Driving in the UK

When Driving In The UK, we drive on the left hand side of the road and overtake on the right. Most roads in England are of very good quality, there is an excellent motorway system and the surfaces are well maintained in most areas.

British roads are actually the safest in the Europe – even though they can be very busy at peak times. Small country lanes are extremely narrow, often with large hedgerows. Don’t, however, shrink from driving such roads, as they can be avenues to beautiful scenery. When driving on these roads you must be constantly prepared to bring your vehicle to a crawl and happily negotiate with any oncoming traffic, tractors or livestock! 

Generally, priority is given to vehicles on the right. Where priority is the prime control, vehicles entering priority roads are under no obligation to stop unless yielding to a vehicle on the priority road. This may be a surprise to foreign drivers at first, as vehicles seem to come flying out of side roads and partially onto the priority road with little thought of stopping; but really they do stop. Vehicles on a roundabout have priority – so vehicles entering a roundabout must yield. Traffic coming from the right hand side has precedence at a roundabout.

Parking in the UK

Yellow lines indicate parking restrictions. Nearby there will be a sign which explains the exact parking restrictions, but typically a double yellow line means no parking at any time, a single yellow line means no parking from 8am to 6.30pm Monday to Saturday, and a broken yellow line means that there are few restrictions. You should check the nearest sign for full details of these. Red lines mean that you cannot park or stop at any time on the side of the road that they are painted on. They are usually placed on busy commuter roads in big cities. Pay-and-display machines are very common throughout Britain as well as parking meters. In pay and display machines you need to put in the money for the required amount of time, collect a small ticket and display it CLEARLY on your dashboard. If there are parking meters, just park beside the one allocated for your parking space and then put in money for the time allocation that you require. The tariff and time limit are shown on the machine. Cars illegally parked or causing obstructions can be fined or towed away. Never park on white zigzag lines found next to school entrances and at zebra crossings.
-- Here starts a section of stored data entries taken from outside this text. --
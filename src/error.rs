//! Error types for kiln
//!
//! Uses `thiserror` for library errors. Fatal errors abort the run;
//! recoverable errors become report entries and never unwind past the
//! per-module stage.

use std::path::PathBuf;
use thiserror::Error;

/// Result type alias for kiln operations
pub type KilnResult<T> = Result<T, KilnError>;

/// Main error type for kiln operations
#[derive(Error, Debug)]
pub enum KilnError {
    /// Missing required field in the build configuration
    #[error("missing required field '{field}' in {file}")]
    MissingConfigField { field: String, file: PathBuf },

    /// Malformed build configuration
    #[error("invalid configuration in {file}: {message}")]
    InvalidConfig { file: PathBuf, message: String },

    /// An internal module was assigned to two lazy bundles
    #[error("module '{module}' is assigned to lazy bundle '{second}' but already belongs to '{first}'")]
    BundleConflict {
        module: String,
        first: String,
        second: String,
    },

    /// A library cannot be packed because a private dependency is unresolvable
    #[error("cannot pack library '{library}': compiled source for private dependency '{dependency}' not found")]
    PackMissingDependency { library: String, dependency: String },

    /// Another build process holds the run lock
    #[error("build lock at {path} is held by another process (pid {pid})")]
    LockHeld { pid: u32, path: PathBuf },

    /// Compiler collaborator failed for one file (recoverable, per-file)
    #[error("compile error in {module}/{path}: {message}")]
    Compile {
        module: String,
        path: PathBuf,
        message: String,
    },

    /// Theme folder name does not match its defining file's base name
    #[error("malformed multi-theme definition at {path}: folder '{folder}' does not match file base name")]
    MultiTheme { path: PathBuf, folder: String },

    /// IO error
    #[error("IO error: {0}")]
    Io(#[from] std::io::Error),

    /// JSON (de)serialization error
    #[error("JSON error: {0}")]
    Json(#[from] serde_json::Error),

    /// TOML configuration parsing error
    #[error("TOML error: {0}")]
    Toml(#[from] toml::de::Error),
}

impl KilnError {
    /// Whether this error aborts the whole run.
    ///
    /// Per-file compile errors and theme rejections are converted to report
    /// entries at the file-pipeline boundary and the build continues.
    pub fn is_fatal(&self) -> bool {
        !matches!(
            self,
            KilnError::Compile { .. } | KilnError::MultiTheme { .. }
        )
    }
}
What’s the speed limit on UK roads?

Speed limit on Motorway: 70mph (112kph)
 Speed limit in Towns: 30mph (48kph)
 Speed limit on Major roads: 40mph (65kph)
 Speed limit in residential areas: 20mph (35kph)
Round signs indicate speed limits with the limit amount circled by a red band. When the speed limit has stopped then there is a black line at an angle crossing over the speed limit indicated. Speed cameras (both fixed and mobile) are a common sight. If you do get a speeding ticket, Kamper Hire is legally bound to pass on your details as the driver of the vehicle.
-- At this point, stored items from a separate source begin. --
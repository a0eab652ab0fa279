//! Lazy bundle registry
//!
//! A lazy bundle is a named grouping of internal modules packed invisibly into
//! a host module, plus the external dependency names those internal modules
//! require. An internal module may belong to at most one bundle; a second
//! assignment is a fatal configuration error.

use std::collections::{BTreeMap, BTreeSet};

use serde::{Deserialize, Serialize};

use crate::config::BundleConfig;
use crate::error::{KilnError, KilnResult};

use super::DependencyGraphBuilder;

/// One lazy bundle definition as emitted into `lazy-bundles.json`
#[derive(Debug, Clone, Default, PartialEq, Eq, Serialize, Deserialize)]
pub struct LazyBundle {
    pub name: String,
    pub host: String,
    pub modules: BTreeSet<String>,
    /// External dependency names required by the bundle's internal modules
    #[serde(default)]
    pub external: BTreeSet<String>,
}

/// Registry of all lazy bundles for the run
#[derive(Debug, Clone, Default)]
pub struct LazyBundles {
    bundles: BTreeMap<String, LazyBundle>,
    owner: BTreeMap<String, String>,
}

impl LazyBundles {
    pub fn new() -> Self {
        Self::default()
    }

    /// Build the registry from configuration, enforcing exclusivity before
    /// any packing proceeds.
    pub fn from_config(configs: &[BundleConfig]) -> KilnResult<Self> {
        let mut registry = Self::new();
        for config in configs {
            for module in &config.modules {
                registry.assign(module, &config.name, &config.host)?;
            }
        }
        Ok(registry)
    }

    /// Assign an internal module to a bundle. Fails if the module already
    /// belongs to a different bundle.
    pub fn assign(&mut self, module: &str, bundle: &str, host: &str) -> KilnResult<()> {
        if let Some(first) = self.owner.get(module) {
            if first != bundle {
                return Err(KilnError::BundleConflict {
                    module: module.to_string(),
                    first: first.clone(),
                    second: bundle.to_string(),
                });
            }
            return Ok(());
        }
        self.owner.insert(module.to_string(), bundle.to_string());
        let entry = self.bundles.entry(bundle.to_string()).or_insert_with(|| LazyBundle {
            name: bundle.to_string(),
            host: host.to_string(),
            ..LazyBundle::default()
        });
        entry.modules.insert(module.to_string());
        Ok(())
    }

    /// Compute each bundle's external dependency set from the merged graph:
    /// everything an internal module requires that is not itself internal.
    pub fn resolve_externals(&mut self, graph: &DependencyGraphBuilder) {
        for bundle in self.bundles.values_mut() {
            bundle.external.clear();
            for module in &bundle.modules {
                if let Some(deps) = graph.deps_of(module) {
                    for dep in deps {
                        if !bundle.modules.contains(dep) {
                            bundle.external.insert(dep.clone());
                        }
                    }
                }
            }
        }
    }

    pub fn bundle(&self, name: &str) -> Option<&LazyBundle> {
        self.bundles.get(name)
    }

    pub fn bundles(&self) -> impl Iterator<Item = &LazyBundle> {
        self.bundles.values()
    }

    pub fn is_empty(&self) -> bool {
        self.bundles.is_empty()
    }

    /// Bundle owning an internal module, if any
    pub fn owner_of(&self, module: &str) -> Option<&str> {
        self.owner.get(module).map(String::as_str)
    }

    /// Definitions for `lazy-bundles.json`
    pub fn definitions(&self) -> Vec<&LazyBundle> {
        self.bundles.values().collect()
    }

    /// Flat module -> bundle-name lookup for `lazy-bundles-map.json`
    pub fn to_map(&self) -> &BTreeMap<String, String> {
        &self.owner
    }
}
What is the alcohol limit in the UK?

Currently the blood-alcohol level is at 35mg/100ml. Recently, there have been discussions on reducing this limit so you may need to check again before you depart – just to be sure. Our advice is don’t drink and drive.

Toll roads and congestion charge

Unlike most European countries there are no toll roads in Britain. All tolls in Britain are used to cross bridges such as the Humber Bridge in Hull, or the Severn Bridge in Bristol. Costs on toll bridges depend on what type of vehicle that you are driving. Charges start from about £2.00 pounds to £2.50 for a car this goes up to £14.00 pounds for a truck. The prices are one-way. Recently London introduced a congestion charge. This is a charge levied for all vehicles travelling in the Charging Zone. For more information on this visit click here.

UK seatbelt regulations

In the UK seat belts are compulsory in the front and the rear.

What documents do I need to carry?

You are legally required to carry your driving licence with you at all times, you will also need to show your hire agreement. If you fail to produce these documents the police may ask you to present them at a police station within a specified number of days.

What to do in case of accidents?

You will need to call one of the following: Police and Ambulance, tel. 999. Depending on the severity of the accident, they should be called straight away. If there is any damage to the car or to a passenger of yours or another car then calling the police is essential. You will need to take contact details and the registration number of all witnesses to the accident. If you have a camera make sure you take photographs from all angles before any vehicles are moved. Please also call your Kamper Hire rental office.

What number do I need to call for emergencies in England?

Police/Fire/Ambulance Service – 999

Call 111 if:
you need medical help fast but it’s not a 999 emergency.
you think you need to go to A&E or need another NHS urgent care service.
you don’t know who to call or you don’t have a GP to call.
you need health information or reassurance about what to do next.

Use the non-emergency number 101 for situations that do notrequire an immediate police response.